» Data supplied
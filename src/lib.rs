// Use mimalloc only on x86_64 to avoid cross-compilation issues
#[cfg(all(feature = "mimalloc", target_arch = "x86_64"))]
use mimalloc::MiMalloc;

#[cfg(all(feature = "mimalloc", target_arch = "x86_64"))]
#[global_allocator]
static GLOBAL: MiMalloc = MiMalloc;

pub mod auth;
pub mod config;
pub mod engine;
pub mod error;
pub mod gpu;
pub mod health;
pub mod job;
pub mod logs;
pub mod notify;
pub mod scheduler;
pub mod server;
pub mod session;
pub mod store;
pub mod util;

» Directions for this task
Every line of the data must appear again in the answer, exactly as written.

» Completed task
filename src/lib.rs
// Use mimalloc only on x86_64 to avoid cross-compilation issues
#[cfg(all(feature = "mimalloc", target_arch = "x86_64"))]
use mimalloc::MiMalloc;

#[cfg(all(feature = "mimalloc", target_arch = "x86_64"))]
#[global_allocator]
static GLOBAL: MiMalloc = MiMalloc;

pub mod auth;
pub mod config;
pub mod engine;
pub mod error;
pub mod gpu;
pub mod health;
pub mod job;
pub mod logs;
pub mod notify;
pub mod scheduler;
pub mod server;
pub mod session;
pub mod store;
pub mod util;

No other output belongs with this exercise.